Your Big Day, Now in Theatres

In Italy you can watch your wedding video with your guests at the movie theater.

MOIFETTA, Italy, September 26, 2008 -- Imagine the glitz and glamour of a film premiere. Guests wearing their smartest clothes walk down the red carpet to the movie theater. Among a crowd of smiles and cheers the movie stars arrive...they just got married.

The silver screen is ready to show a new and original production: wedding videos.

Have you ever thought that you could be a movie star on the best day of your life?

Well, Roberto Pansini has. The 30-year-old employee of an advertising agency has convinced the old cinema Odeon in the center of Molfetta, Puglia – a region in the south of Italy – to show wedding videos to the bride, the groom and all their guests.

"People are thrilled to watch themselves on a cinema screen and everybody feels an actor for one night," said Pansini in an interview with ABC News.

In the south of Italy now, showing all the guests the wedding video, once it's been edited, is an unmissable tradition.

But weddings with hundreds of guests are also an unmissable tradition and this means that the couple may take a few months and dozens of viewings of the same footage before they will have shown the movie to all their friends and relatives in rounds at home.

For about $600 the viewing can be transformed into a premiere-style social occasion and a whole new party gets started, this time in a cinema.

"There were 400 people at the first night, and only 200 had been invited. The others were only attracted by the event. There was also a limousine outside the cinema, to make it more appealing," said Pansini.

The first night has been such a success that now at least 50 couples have booked the celluloid reruns of their nuptials and the idea is convincing wedding planners in the rest of the country to follow suit.

"You know what?" said wedding planner Alessandra Magistrelli, "Italians are partygoers, especially in the south of Italy we would do anything to do a little mess and party. This just looks like the perfect occasion. It's the event in the event."

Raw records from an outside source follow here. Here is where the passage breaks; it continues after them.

//! Signal aggregation: one calibrated confidence per claim.

use crate::types::{AggregatedVerdict, ConfidenceLevel, NumericCheck};
use crosscheck_common::VerifyConfig;
use crosscheck_llm::traits::EntailmentVerdict;

/// Fold the entailment verdict, retrieval quality, citation-mismatch flag,
/// and numeric check into a confidence score, level, and issue list.
///
/// The verdict sets the base; each weak signal multiplies a penalty in
/// independently. A numeric mismatch carries the steepest penalty: a hard
/// factual conflict should dominate the score. The result is clamped to
/// [0, 1] so that reconfigured penalty factors can never push it outside
/// the scale.
pub fn aggregate_signals(
    verdict: EntailmentVerdict,
    retrieval_similarity: f32,
    citation_mismatch: bool,
    numeric_check: Option<&NumericCheck>,
    cfg: &VerifyConfig,
) -> AggregatedVerdict {
    let mut issues = Vec::new();

    let mut confidence = match verdict {
        EntailmentVerdict::Supported => cfg.base_supported,
        EntailmentVerdict::Neutral => {
            issues.push("evidence neither clearly supports nor contradicts the claim".to_string());
            cfg.base_neutral
        }
        EntailmentVerdict::Contradicted => {
            issues.push("evidence contradicts the claim".to_string());
            cfg.base_contradicted
        }
    };

    if retrieval_similarity < cfg.low_similarity_threshold {
        confidence *= cfg.penalty_low_similarity;
        issues.push("low semantic similarity".to_string());
    }
    if citation_mismatch {
        confidence *= cfg.penalty_citation_mismatch;
        issues.push("best evidence comes from a source the answer did not cite".to_string());
    }
    if let Some(check) = numeric_check {
        if !check.is_match {
            confidence *= cfg.penalty_numeric_mismatch;
            issues.push("numbers in the claim do not match the evidence".to_string());
        }
    }

    let confidence = confidence.clamp(0.0, 1.0);

    AggregatedVerdict {
        confidence,
        confidence_level: level_for(confidence, cfg),
        issues,
    }
}

pub(crate) fn level_for(confidence: f64, cfg: &VerifyConfig) -> ConfidenceLevel {
    if confidence >= cfg.high_confidence_cutoff {
        ConfidenceLevel::High
    } else if confidence >= cfg.medium_confidence_cutoff {
        ConfidenceLevel::Medium
    } else {
        ConfidenceLevel::Low
    }
}

#[cfg(test)]
mod tests {
    use super::*;

    fn cfg() -> VerifyConfig {
        VerifyConfig::default()
    }

    fn numeric(is_match: bool) -> NumericCheck {
        NumericCheck {
            claim_numbers: vec!["100".to_string()],
            evidence_numbers: vec!["200".to_string()],
            is_match,
        }
    }

    #[test]
    fn clean_supported_claim_scores_high() {
        let verdict = aggregate_signals(EntailmentVerdict::Supported, 0.9, false, None, &cfg());
        assert_eq!(verdict.confidence, 1.0);
        assert_eq!(verdict.confidence_level, ConfidenceLevel::High);
        assert!(verdict.issues.is_empty());
    }

    #[test]
    fn neutral_base_lands_in_medium() {
        let verdict = aggregate_signals(EntailmentVerdict::Neutral, 0.9, false, None, &cfg());
        assert!((verdict.confidence - 0.55).abs() < 1e-9);
        assert_eq!(verdict.confidence_level, ConfidenceLevel::Medium);
        assert_eq!(verdict.issues.len(), 1);
    }

    #[test]
    fn contradiction_lands_in_low() {
        let verdict = aggregate_signals(EntailmentVerdict::Contradicted, 0.9, false, None, &cfg());
        assert!((verdict.confidence - 0.15).abs() < 1e-9);
        assert_eq!(verdict.confidence_level, ConfidenceLevel::Low);
    }

    #[test]
    fn weak_retrieval_multiplies_in() {
        let verdict = aggregate_signals(EntailmentVerdict::Supported, 0.2, false, None, &cfg());
        assert!((verdict.confidence - 0.7).abs() < 1e-9);
        assert!(verdict
            .issues
            .iter()
            .any(|i| i == "low semantic similarity"));
    }

    #[test]
    fn numeric_mismatch_dominates() {
        let check = numeric(false);
        let verdict =
            aggregate_signals(EntailmentVerdict::Supported, 0.9, false, Some(&check), &cfg());
        assert!((verdict.confidence - 0.4).abs() < 1e-9);
        assert_eq!(verdict.confidence_level, ConfidenceLevel::Low);
    }

    #[test]
    fn matching_numbers_add_no_penalty() {
        let check = numeric(true);
        let verdict =
            aggregate_signals(EntailmentVerdict::Supported, 0.9, false, Some(&check), &cfg());
        assert_eq!(verdict.confidence, 1.0);
    }

    #[test]
    fn penalties_compose_multiplicatively() {
        let check = numeric(false);
        let verdict =
            aggregate_signals(EntailmentVerdict::Neutral, 0.2, true, Some(&check), &cfg());
        // 0.55 * 0.7 * 0.85 * 0.4
        assert!((verdict.confidence - 0.1309).abs() < 1e-9);
        assert_eq!(verdict.confidence_level, ConfidenceLevel::Low);
        assert_eq!(verdict.issues.len(), 4);
    }

    #[test]
    fn oversized_penalty_factors_cannot_escape_the_scale() {
        let mut cfg = cfg();
        cfg.penalty_citation_mismatch = 1.8;
        let verdict = aggregate_signals(EntailmentVerdict::Supported, 0.9, true, None, &cfg);
        assert_eq!(verdict.confidence, 1.0);
    }

    #[test]
    fn level_cutoffs_are_inclusive() {
        let cfg = cfg();
        assert_eq!(level_for(0.72, &cfg), ConfidenceLevel::High);
        assert_eq!(level_for(0.7199, &cfg), ConfidenceLevel::Medium);
        assert_eq!(level_for(0.42, &cfg), ConfidenceLevel::Medium);
        assert_eq!(level_for(0.4199, &cfg), ConfidenceLevel::Low);
    }
}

The Italian family-oriented culture also helps to turn any family occasion into a happening even if it entails only watching a video. But the idea doesn't have the same degree of appeal in other countries and cultures.

Kelly Chandler organizes weddings in London. Although the idea makes her smile, she doesn't think it will work in countries like the United Kingdom where, "People have international backgrounds here and guests come from all over the world for a wedding."

"They are never going to come back only to watch a video," she told ABC News.

And what about the cost involved in having all the guests come back, sending out invitations again, organizing drinks? Adeola Ademakimwa, a wedding planner in London, is focused on keeping the costs down and no matter how original, the idea of a silver screen wedding is not tempting enough. "What we would do is to make a copy of the video and send DVDs around to guest who wish to get them," she pragmatically concluded.

In a world where multiplex cinemas are sweeping away thousands of historic city center screens, the old cinema Odeon in Molfetta, Puglia is leading a successful battle to survive, thanks to Pansini's idea.

The idea to get cinemas involved in the personal lives of people is really appealing for old cinemas in other countries. In London Greg Eden-Field manages The Gate Cinema, a beautiful old movie theatre in the heart of Notting Hill, an area that became famous after the movie "Notting Hill," starring Julia Roberts and Hugh Grant, was released.

The Gate Cinema has hosted funerals in the past. A woman gathered her friends from all over the world to remember her husband. Eden-Field finds the idea of showing the wedding on a cinema screen appealing. "People can enjoy a further celebration, dress up, see themselves on the silver screen and it's even better to leave it a month or so to allow reminiscence of what sort of wedding it was."

Eden-Field goes beyond what catholic Italy would ever contemplate: he is considering the idea of hosting actual weddings in his cinema for couples who are mad about the movies, and about each other.